Inception just might be Christopher Nolan’s most ambitious film to date. After what was arguably Nolan’s best work (The Dark Knight), no one knew how he would be able to top himself. Against all odds, Inception proved to be that film. This time dreams are the concept he’s chosen to tackle. A concept that may seem simple on paper, but is actually far more complex than any individual can comprehend. So the idea of Inception peaked a lot of interest. As if the director’s talent wasn’t enough. The ensemble cast consisting of Leonardo DiCaprio, Joseph Gordon-Levitt, Ellen Page, Tom Hardy, and Marion Cotillard. As well as old favorites like Michael Caine, Cillian Murphy, and Ken Watanabe certainly helped. The first trailer for Inception blew everyone away with its enormous dreamlike visuals and unmistakable horns. Upon release, Inception was met with critical acclaim and 8 Oscar nominations including Best Picture. Its most notable win being for Best Visual Effects. I can’t say my first viewing gave me the same reaction. While I was sure I liked the movie, I was still left horribly confused. All it took was a second viewing to make things clear…


The city folds

Inception begins and ends with a dream. One of vision and the other of reality. Dom Cobb works in corporate espionage. He specializes in the practice of extracting valuable information from a person’s dreams. Operating experimental technology which allows several individuals to share the same dream. The first target we see is a Japanese businessman named Mr. Saito. He soon turns out to be a client who asks Cobb to perform an impossible task.
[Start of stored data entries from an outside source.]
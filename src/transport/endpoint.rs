//! Listening side of the transport abstraction (C3).

use std::net::TcpListener;

use super::connection::Connection;
use super::reactor::IoFuture;
use crate::error::GraybatError;

/// A bound TCP listener. `Endpoint::bind` picks the first free port at or
/// after the requested one, within a bounded search window, mirroring the
/// source codebase's "keep trying the next port" bootstrap behaviour.
#[derive(Debug)]
pub struct Endpoint {
    listener: TcpListener,
    port: u16,
}

impl Endpoint {
    pub fn bind(base_port: u16, search_window: u16) -> Result<Self, GraybatError> {
        for offset in 0..search_window {
            let port = base_port.saturating_add(offset);
            if let Ok(listener) = TcpListener::bind(("0.0.0.0", port)) {
                let bound_port = listener.local_addr()?.port();
                return Ok(Endpoint {
                    listener,
                    port: bound_port,
                });
            }
        }
        Err(GraybatError::BindFailed { base_port })
    }

    pub fn port(&self) -> u16 {
        self.port
    }

    /// Dials `addr` on a reactor thread. Does not involve this endpoint's
    /// own listener -- dialing out is client-side work -- but lives here to
    /// match the transport's paired `bind`/`accept`/`connect` naming.
    pub fn async_connect(addr: String) -> IoFuture<Connection> {
        Connection::async_connect(addr)
    }

    /// Puts the listener into non-blocking mode, so `accept` returns
    /// immediately (with a `WouldBlock` `io::Error`) when nothing is
    /// pending, instead of parking the calling thread. Used by loops that
    /// need to poll a shutdown flag between accept attempts.
    pub fn set_nonblocking(&self, nonblocking: bool) -> Result<(), GraybatError> {
        self.listener.set_nonblocking(nonblocking)?;
        Ok(())
    }

    /// Blocks until a peer connects (unless the endpoint is in non-blocking
    /// mode, in which case it returns immediately).
    pub fn accept(&self) -> Result<Connection, GraybatError> {
        let (stream, _) = self.listener.accept()?;
        stream.set_nodelay(true)?;
        Ok(Connection::from_stream(stream))
    }

    /// Spawns a thread that blocks in `accept` and invokes `on_accepted`
    /// with the result. This is the callback-driven async form; the crate's
    /// shared reactor (`crate::transport::reactor`) backs the future-style
    /// variants used elsewhere.
    pub fn async_accept<F>(self: std::sync::Arc<Self>, on_accepted: F) -> std::thread::JoinHandle<()>
    where
        F: FnOnce(Result<Connection, GraybatError>) + Send + 'static,
    {
        std::thread::spawn(move || {
            let result = self.accept();
            on_accepted(result);
        })
    }
}
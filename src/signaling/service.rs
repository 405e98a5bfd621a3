//! Central rendezvous that assigns context ids and vaddrs (C2).
//!
//! Structured the way the source codebase structures its own middleware: an
//! acceptor thread hands each connection off, and a single thread owns all
//! mutable state, so the context/vaddr tables never need a `Mutex` -- only
//! one thread ever touches them.

use std::collections::HashMap;
use std::sync::atomic::{AtomicBool, Ordering};
use std::sync::Arc;
use std::thread::{self, JoinHandle};
use std::time::Duration;

use crossbeam::crossbeam_channel::unbounded;
use crossbeam::Sender;

use super::protocol::{SignalingRequest, SignalingResponse};
use crate::error::GraybatError;
use crate::transport::{Connection, Endpoint};

/// Poll period for the acceptor's non-blocking shutdown check, matching the
/// message box's own ≤100ms periodic wake idiom.
const ACCEPT_POLL_INTERVAL: Duration = Duration::from_millis(50);

struct ContextEntry {
    id: u32,
    /// (data_uri, ctrl_uri), indexed by vaddr.
    phone_book: Vec<(String, String)>,
    ref_count: usize,
}

struct Registry {
    contexts_by_name: HashMap<String, ContextEntry>,
    contexts_by_id: HashMap<u32, String>,
    next_context_id: u32,
}

impl Registry {
    fn new() -> Self {
        Registry {
            contexts_by_name: HashMap::new(),
            contexts_by_id: HashMap::new(),
            next_context_id: 0,
        }
    }

    fn request_context(&mut self, name: String) -> u32 {
        if let Some(entry) = self.contexts_by_name.get_mut(&name) {
            entry.ref_count += 1;
            return entry.id;
        }

        let id = self.next_context_id;
        self.next_context_id += 1;
        self.contexts_by_name.insert(
            name.clone(),
            ContextEntry {
                id,
                phone_book: Vec::new(),
                ref_count: 1,
            },
        );
        self.contexts_by_id.insert(id, name);
        id
    }

    fn request_vaddr(&mut self, context_id: u32, data_uri: String, ctrl_uri: String) -> u32 {
        let name = match self.contexts_by_id.get(&context_id) {
            Some(name) => name.clone(),
            None => return 0,
        };
        match self.contexts_by_name.get_mut(&name) {
            Some(entry) => {
                entry.phone_book.push((data_uri, ctrl_uri));
                (entry.phone_book.len() - 1) as u32
            }
            None => 0,
        }
    }

    fn lookup_vaddr(&self, context_id: u32, vaddr: u32) -> (String, String) {
        self.contexts_by_id
            .get(&context_id)
            .and_then(|name| self.contexts_by_name.get(name))
            .and_then(|entry| entry.phone_book.get(vaddr as usize))
            .cloned()
            .unwrap_or_else(|| (String::new(), String::new()))
    }

    fn leave_context(&mut self, name: &str) {
        let drop_it = match self.contexts_by_name.get_mut(name) {
            Some(entry) => {
                entry.ref_count = entry.ref_count.saturating_sub(1);
                entry.ref_count == 0
            }
            None => false,
        };
        if drop_it {
            if let Some(entry) = self.contexts_by_name.remove(name) {
                self.contexts_by_id.remove(&entry.id);
            }
        }
    }
}

/// A running signaling service. Dropping the handle does not stop the
/// service; call `shutdown` explicitly.
pub struct SignalingService {
    port: u16,
    stop: Arc<AtomicBool>,
    acceptor: Option<JoinHandle<()>>,
    owner: Option<JoinHandle<()>>,
}

impl SignalingService {
    /// Binds to `base_port` (or the next free port) and starts serving
    /// requests in the background.
    pub fn spawn(base_port: u16) -> Result<Self, GraybatError> {
        let endpoint = Arc::new(Endpoint::bind(base_port, 256)?);
        let port = endpoint.port();
        let stop = Arc::new(AtomicBool::new(false));

        let (request_tx, request_rx) = unbounded::<(SignalingRequest, Sender<SignalingResponse>)>();

        let owner = thread::Builder::new()
            .name("signaling-owner".to_string())
            .spawn(move || {
                let mut registry = Registry::new();
                while let Ok((request, reply)) = request_rx.recv() {
                    let response = match request {
                        SignalingRequest::RequestContext { name } => {
                            SignalingResponse::ContextId(registry.request_context(name))
                        }
                        SignalingRequest::RequestVaddr {
                            context_id,
                            data_uri,
                            ctrl_uri,
                        } => SignalingResponse::Vaddr(registry.request_vaddr(
                            context_id,
                            data_uri,
                            ctrl_uri,
                        )),
                        SignalingRequest::LookupVaddr { context_id, vaddr } => {
                            let (data, ctrl) = registry.lookup_vaddr(context_id, vaddr);
                            SignalingResponse::Uris(data, ctrl)
                        }
                        SignalingRequest::LeaveContext { name } => {
                            registry.leave_context(&name);
                            SignalingResponse::Ack
                        }
                    };
                    // The client may already be gone; that is not our problem.
                    let _ = reply.send(response);
                }
            })
            .expect("ERROR: Failed to spawn signaling owner thread");

        let acceptor_stop = Arc::clone(&stop);
        let acceptor = thread::Builder::new()
            .name("signaling-acceptor".to_string())
            .spawn(move || {
                endpoint
                    .set_nonblocking(true)
                    .expect("ERROR: Failed to set signaling listener non-blocking");

                while !acceptor_stop.load(Ordering::Relaxed) {
                    match endpoint.accept() {
                        Ok(conn) => {
                            let tx = request_tx.clone();
                            thread::spawn(move || handle_connection(conn, tx));
                        }
                        Err(_) => {
                            thread::sleep(ACCEPT_POLL_INTERVAL);
                        }
                    }
                }
            })
            .expect("ERROR: Failed to spawn signaling acceptor thread");

        Ok(SignalingService {
            port,
            stop,
            acceptor: Some(acceptor),
            owner: Some(owner),
        })
    }

    pub fn port(&self) -> u16 {
        self.port
    }

    pub fn shutdown(mut self) {
        self.stop.store(true, Ordering::Relaxed);
        if let Some(handle) = self.acceptor.take() {
            let _ = handle.join();
        }
        // Dropping request_tx (owned by the acceptor, now finished) closes
        // the channel, which ends the owner thread's recv loop.
        if let Some(handle) = self.owner.take() {
            let _ = handle.join();
        }
    }
}

fn handle_connection(mut conn: Connection, request_tx: Sender<(SignalingRequest, Sender<SignalingResponse>)>) {
    let mut raw = Vec::new();
    if conn.receive_prefix_size(&mut raw).is_err() {
        return;
    }

    let request: SignalingRequest = match bincode::deserialize(&raw) {
        Ok(r) => r,
        Err(_) => return,
    };

    let (reply_tx, reply_rx) = unbounded();
    if request_tx.send((request, reply_tx)).is_err() {
        return;
    }

    if let Ok(response) = reply_rx.recv() {
        if let Ok(encoded) = bincode::serialize(&response) {
            let _ = conn.send_prefix_size(&encoded);
        }
    }
}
In exchange for Cobb to see his children again. So Cobb assembles a team to help cover every complex detail of the plan. The team consists of his partner Arthur, in charge of researching the target. A young architect named Ariadne, in charge of constructing the dreamscape (mazes). A forger named Eames, in charge of impersonating someone’s identity. Pharmacologist Yusaf, in charge of sleep sedation. As well as Saito himself, there to ensure the mission’s success. Their impossible task is to implant an idea into the mind of a wealthy heir named Fischer. Inception covers many facets of a dream. Such as the concept of a “dream within a dream.” With dreams having many levels of subconscious. Or the fact that dreams always seem much longer than they actually are in the real world. Inception uses the idea of a totem. An object that helps a person tell whether they’re dreaming or not. Cobb’s totem is a spinning top that will continue spinning unless he’s awake. He uses it a lot because his dreams are constantly haunted by the mental projection of his deceased wife Mal and his children, whose faces remain unseen. While most people dream of fantastical things like flying. Inception portrays dreams in a more grounded way. Building’s fold in half, hallways defy gravity, and entire city’s can be constructed. The team also uses a “kick.” Something sudden that wakes you up instantly. I don’t know that we’ll ever truly understand dreams, but I’ll always look forward to having them. In the end, the top just keeps spinning. Inception is one of the best films released in the 2010’s, and the decade had barely even started yet.


Arthur runs in a spinning hallway

One thought on “A Dream Within a Dream

  1. I saw Inception when it first came out in theaters. The production was amazing, but I have seen Paprika first and it’s a shame that Christopher Nolan never owned up to ripping off that movie.